(Data excerpts)
-----
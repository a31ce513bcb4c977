//! Consultation entity
//!
//! Column names follow the consultation documents as the backend writes them.

use sea_orm::entity::prelude::*;
use serde::{Deserialize, Serialize};

#[derive(Clone, Debug, PartialEq, DeriveEntityModel, Serialize, Deserialize)]
#[sea_orm(table_name = "consultations")]
pub struct Model {
    #[sea_orm(primary_key, auto_increment = false, column_name = "_id", column_type = "Text")]
    pub id: String,

    #[sea_orm(column_name = "patientId", column_type = "Text")]
    pub patient_id: String,

    pub date: Option<DateTimeUtc>,

    #[sea_orm(column_type = "Text", nullable)]
    pub transcript: Option<String>,

    #[sea_orm(column_name = "aiSummary", column_type = "Text", nullable)]
    pub ai_summary: Option<String>,

    /// Structured prescription map as written by the prescription upload flow
    #[sea_orm(column_name = "prescriptionData", column_type = "JsonBinary", nullable)]
    pub prescription_data: Option<Json>,

    #[sea_orm(column_name = "doctorNotes", column_type = "Text", nullable)]
    pub doctor_notes: Option<String>,
}

#[derive(Copy, Clone, Debug, EnumIter, DeriveRelation)]
pub enum Relation {
    #[sea_orm(
        belongs_to = "super::patient::Entity",
        from = "Column::PatientId",
        to = "super::patient::Column::Id"
    )]
    Patient,
}

impl Related<super::patient::Entity> for Entity {
    fn to() -> RelationDef {
        Relation::Patient.def()
    }
}

impl ActiveModelBehavior for ActiveModel {}
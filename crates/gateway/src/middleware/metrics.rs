//! Per-route request metrics

use axum::{
    extract::{MatchedPath, Request},
    middleware::Next,
    response::Response,
};
use swasya_common::metrics::RequestMetrics;

/// Record count and latency labelled by the matched route template
pub async fn track_requests(request: Request, next: Next) -> Response {
    let endpoint = request
        .extensions()
        .get::<MatchedPath>()
        .map(|p| p.as_str().to_string())
        .unwrap_or_else(|| "unmatched".to_string());

    let metrics = RequestMetrics::start(request.method().as_str(), &endpoint);
    let response = next.run(request).await;
    metrics.finish(response.status().as_u16());

    response
}
//! Vector similarity retrieval over a loaded index
//!
//! Provides semantic search via cosine similarity between the question
//! embedding and every stored node embedding.

use super::VectorIndex;
use crate::documents::DocumentMetadata;
use crate::embeddings::Embedder;
use crate::errors::Result;
use async_trait::async_trait;
use serde::{Deserialize, Serialize};
use std::cmp::Ordering;
use std::sync::Arc;
use uuid::Uuid;

/// Retrieved chunk with relevance score
#[derive(Debug, Clone, PartialEq, Serialize, Deserialize)]
pub struct RetrievedChunk {
    /// Node ID
    pub node_id: Uuid,

    /// Consultation this chunk was cut from
    pub document_id: String,

    /// Chunk content, verbatim
    pub content: String,

    /// Parent document metadata
    pub metadata: DocumentMetadata,

    /// Cosine similarity to the question
    pub score: f32,
}

/// Chunks retrieved for one question, best first
#[derive(Debug, Clone, Default, PartialEq, Serialize, Deserialize)]
pub struct RetrievedContext {
    pub chunks: Vec<RetrievedChunk>,
}

impl RetrievedContext {
    /// Chunk texts joined with a blank line
    pub fn text(&self) -> String {
        self.chunks
            .iter()
            .map(|c| c.content.as_str())
            .collect::<Vec<_>>()
            .join("\n\n")
    }

    pub fn len(&self) -> usize {
        self.chunks.len()
    }

    pub fn is_empty(&self) -> bool {
        self.chunks.is_empty()
    }
}

/// Common trait for retrievers
#[async_trait]
pub trait Retriever: Send + Sync {
    /// Retrieve the chunks most relevant to a question
    async fn retrieve(&self, question: &str) -> Result<RetrievedContext>;
}

/// Vector retriever over an in-memory index
pub struct VectorRetriever {
    index: Arc<VectorIndex>,
    embedder: Arc<dyn Embedder>,
    top_k: usize,
}

impl VectorRetriever {
    /// Create a new vector retriever
    pub fn new(index: Arc<VectorIndex>, embedder: Arc<dyn Embedder>, top_k: usize) -> Self {
        Self { index, embedder, top_k }
    }
}

#[async_trait]
impl Retriever for VectorRetriever {
    async fn retrieve(&self, question: &str) -> Result<RetrievedContext> {
        if self.index.is_empty() {
            return Ok(RetrievedContext::default());
        }

        let embedding = self.embedder.embed(question).await?;
        Ok(self.index.search(&embedding, self.top_k))
    }
}

impl VectorIndex {
    /// Rank every node against a query embedding and keep the best `top_k`.
    /// Ties keep index order.
    pub fn search(&self, embedding: &[f32], top_k: usize) -> RetrievedContext {
        let mut scored: Vec<(usize, f32)> = self
            .nodes()
            .iter()
            .enumerate()
            .map(|(i, node)| (i, cosine_similarity(embedding, &node.embedding)))
            .collect();

        scored.sort_by(|a, b| b.1.partial_cmp(&a.1).unwrap_or(Ordering::Equal));
        scored.truncate(top_k);

        let chunks = scored
            .into_iter()
            .map(|(i, score)| {
                let node = &self.nodes()[i];
                RetrievedChunk {
                    node_id: node.id,
                    document_id: node.document_id.clone(),
                    content: node.text.clone(),
                    metadata: node.metadata.clone(),
                    score,
                }
            })
            .collect();

        RetrievedContext { chunks }
    }
}

/// Cosine similarity; zero vectors score 0
pub fn cosine_similarity(a: &[f32], b: &[f32]) -> f32 {
    let dot: f32 = a.iter().zip(b).map(|(x, y)| x * y).sum();
    let norm_a = a.iter().map(|x| x * x).sum::<f32>().sqrt();
    let norm_b = b.iter().map(|x| x * x).sum::<f32>().sqrt();

    if norm_a == 0.0 || norm_b == 0.0 {
        return 0.0;
    }
    dot / (norm_a * norm_b)
}

#[cfg(test)]
mod tests {
    use super::*;

    #[test]
    fn test_cosine_similarity() {
        assert!((cosine_similarity(&[1.0, 0.0], &[1.0, 0.0]) - 1.0).abs() < 1e-6);
        assert!(cosine_similarity(&[1.0, 0.0], &[0.0, 1.0]).abs() < 1e-6);
        assert_eq!(cosine_similarity(&[0.0, 0.0], &[1.0, 0.0]), 0.0);
    }

    #[test]
    fn test_context_text_joins_chunks() {
        let chunk = |content: &str| RetrievedChunk {
            node_id: Uuid::nil(),
            document_id: "c".to_string(),
            content: content.to_string(),
            metadata: DocumentMetadata {
                uhid: None,
                patient_name: None,
                age: None,
                date: "N/A".to_string(),
            },
            score: 0.5,
        };

        let context = RetrievedContext {
            chunks: vec![chunk("Patient: A"), chunk("Patient: B")],
        };
        assert_eq!(context.text(), "Patient: A\n\nPatient: B");
        assert_eq!(context.len(), 2);
        assert!(RetrievedContext::default().is_empty());
    }
}
//! Consultation query engine
//!
//! Ties the record source, the persisted index and the answer synthesizer
//! together. One engine holds one store connection and at most one loaded
//! index; queries share the index under a read lock while builds replace it
//! under the write lock.

use crate::config::AppConfig;
use crate::context::{AnswerSynthesizer, BackendKind};
use crate::db::{RecordSource, Repository};
use crate::embeddings::create_embedder;
use crate::errors::Result;
use crate::index::{
    IndexManifest, IndexStore, RetrievedContext, Retriever, VectorIndex, VectorRetriever,
};
use crate::metrics;
use std::path::Path;
use std::sync::Arc;
use std::time::Instant;
use tokio::sync::RwLock;
use tracing::{info, instrument};

pub struct ConsultationQueryEngine {
    source: Arc<dyn RecordSource>,
    store: IndexStore,
    synthesizer: AnswerSynthesizer,
    retriever: RwLock<Option<Arc<VectorRetriever>>>,
}

impl ConsultationQueryEngine {
    /// Build an engine over an explicit record source
    pub fn new(config: &AppConfig, source: Arc<dyn RecordSource>) -> Result<Self> {
        let embedder = create_embedder(&config.embedding)?;
        let store = IndexStore::new(&config.index, embedder);
        let synthesizer = AnswerSynthesizer::from_config(&config.llm)?;

        info!(
            backend = synthesizer.kind().as_str(),
            path = %store.persist_dir().display(),
            "Query engine configured"
        );

        Ok(Self {
            source,
            store,
            synthesizer,
            retriever: RwLock::new(None),
        })
    }

    /// Build an engine reading from the configured consultation store.
    /// The store is not contacted until records are needed.
    pub fn from_config(config: &AppConfig) -> Result<Self> {
        Self::new(config, Arc::new(Repository::new(config.store.clone())))
    }

    pub fn backend_kind(&self) -> BackendKind {
        self.synthesizer.kind()
    }

    pub fn persist_dir(&self) -> &Path {
        self.store.persist_dir()
    }

    /// Extract every record, rebuild the index and persist it
    #[instrument(skip(self))]
    pub async fn build_index(&self) -> Result<IndexManifest> {
        let index = self.store.rebuild_from(self.source.as_ref()).await?;
        Ok(self.install(index).await)
    }

    /// Load the persisted index, building it when missing or unreadable
    #[instrument(skip(self))]
    pub async fn load_index(&self) -> Result<IndexManifest> {
        let index = self.store.load_or_build(self.source.as_ref()).await?;
        Ok(self.install(index).await)
    }

    /// Chunks most similar to `question`; loads the index on first use
    pub async fn retrieve(&self, question: &str) -> Result<RetrievedContext> {
        self.retriever().await?.retrieve(question).await
    }

    /// Answer a question from the indexed consultations
    #[instrument(skip(self), fields(backend = self.synthesizer.kind().as_str()))]
    pub async fn query(&self, question: &str) -> Result<String> {
        let start = Instant::now();

        let context = self.retrieve(question).await?;
        let answer = self.synthesizer.answer(&context, question).await?;

        let elapsed = start.elapsed();
        metrics::record_query(
            elapsed.as_secs_f64(),
            self.synthesizer.kind().as_str(),
            context.len(),
        );
        info!(
            chunks = context.len(),
            duration_ms = elapsed.as_millis() as u64,
            "Question answered"
        );

        Ok(answer)
    }

    /// Check that the record source is reachable
    pub async fn ping(&self) -> Result<()> {
        self.source.ping().await
    }

    async fn retriever(&self) -> Result<Arc<VectorRetriever>> {
        if let Some(retriever) = self.retriever.read().await.as_ref() {
            return Ok(retriever.clone());
        }

        let mut slot = self.retriever.write().await;
        if let Some(retriever) = slot.as_ref() {
            return Ok(retriever.clone());
        }

        let index = self.store.load_or_build(self.source.as_ref()).await?;
        let retriever = Arc::new(self.store.as_queryable(index));
        *slot = Some(retriever.clone());
        Ok(retriever)
    }

    async fn install(&self, index: VectorIndex) -> IndexManifest {
        let manifest = index.manifest().clone();
        *self.retriever.write().await = Some(Arc::new(self.store.as_queryable(index)));
        manifest
    }
}
//! Record extraction from the consultation store
//!
//! `Repository` reads consultations left-joined with their patients through
//! SeaORM. `InMemoryRecordSource` serves fixed records for fixtures and tests.

use super::{DbPool, JoinedRecord};
use crate::config::StoreConfig;
use crate::db::models::*;
use crate::errors::{AppError, Result};
use async_trait::async_trait;
use sea_orm::{DatabaseConnection, EntityTrait, QueryOrder};
use tokio::sync::OnceCell;
use tracing::{debug, info};

/// Source of joined consultation records
#[async_trait]
pub trait RecordSource: Send + Sync {
    /// Read every consultation with its patient attached
    async fn extract(&self) -> Result<Vec<JoinedRecord>>;

    /// Check that the source is reachable
    async fn ping(&self) -> Result<()>;
}

/// Repository for the consultation store
///
/// The connection is opened on first use and held for the repository's
/// lifetime, so an engine that only reads a persisted index never touches
/// the store.
pub struct Repository {
    config: StoreConfig,
    pool: OnceCell<DbPool>,
}

impl Repository {
    /// Create a repository; no connection is made yet
    pub fn new(config: StoreConfig) -> Self {
        Self {
            config,
            pool: OnceCell::new(),
        }
    }

    /// Get the pool, opening the connection on first call
    async fn pool(&self) -> Result<&DbPool> {
        self.pool
            .get_or_try_init(|| DbPool::new(&self.config))
            .await
    }

    async fn conn(&self) -> Result<&DatabaseConnection> {
        Ok(self.pool().await?.read())
    }
}

#[async_trait]
impl RecordSource for Repository {
    async fn extract(&self) -> Result<Vec<JoinedRecord>> {
        let conn = self.conn().await?;

        let rows = ConsultationEntity::find()
            .find_also_related(PatientEntity)
            .order_by_asc(ConsultationColumn::Date)
            .order_by_asc(ConsultationColumn::Id)
            .all(conn)
            .await
            .map_err(|e| AppError::StoreUnavailable {
                message: format!("Failed to read consultations: {}", e),
            })?;

        let unmatched = rows.iter().filter(|(_, patient)| patient.is_none()).count();
        let records: Vec<JoinedRecord> = rows
            .into_iter()
            .map(|(consultation, patient)| JoinedRecord::from_row(consultation, patient))
            .collect();

        if unmatched > 0 {
            debug!(unmatched, "Consultations without a matching patient");
        }
        info!(records = records.len(), "Loaded consultations from store");

        Ok(records)
    }

    async fn ping(&self) -> Result<()> {
        self.pool().await?.ping().await
    }
}

/// Fixed set of records held in memory
#[derive(Debug, Clone, Default)]
pub struct InMemoryRecordSource {
    records: Vec<JoinedRecord>,
}

impl InMemoryRecordSource {
    pub fn new(records: Vec<JoinedRecord>) -> Self {
        Self { records }
    }
}

#[async_trait]
impl RecordSource for InMemoryRecordSource {
    async fn extract(&self) -> Result<Vec<JoinedRecord>> {
        info!(records = self.records.len(), "Loaded consultations from memory");
        Ok(self.records.clone())
    }

    async fn ping(&self) -> Result<()> {
        Ok(())
    }
}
-----
Look through the entries above for the word "Option". Say how many lines contain it, using only a number.

6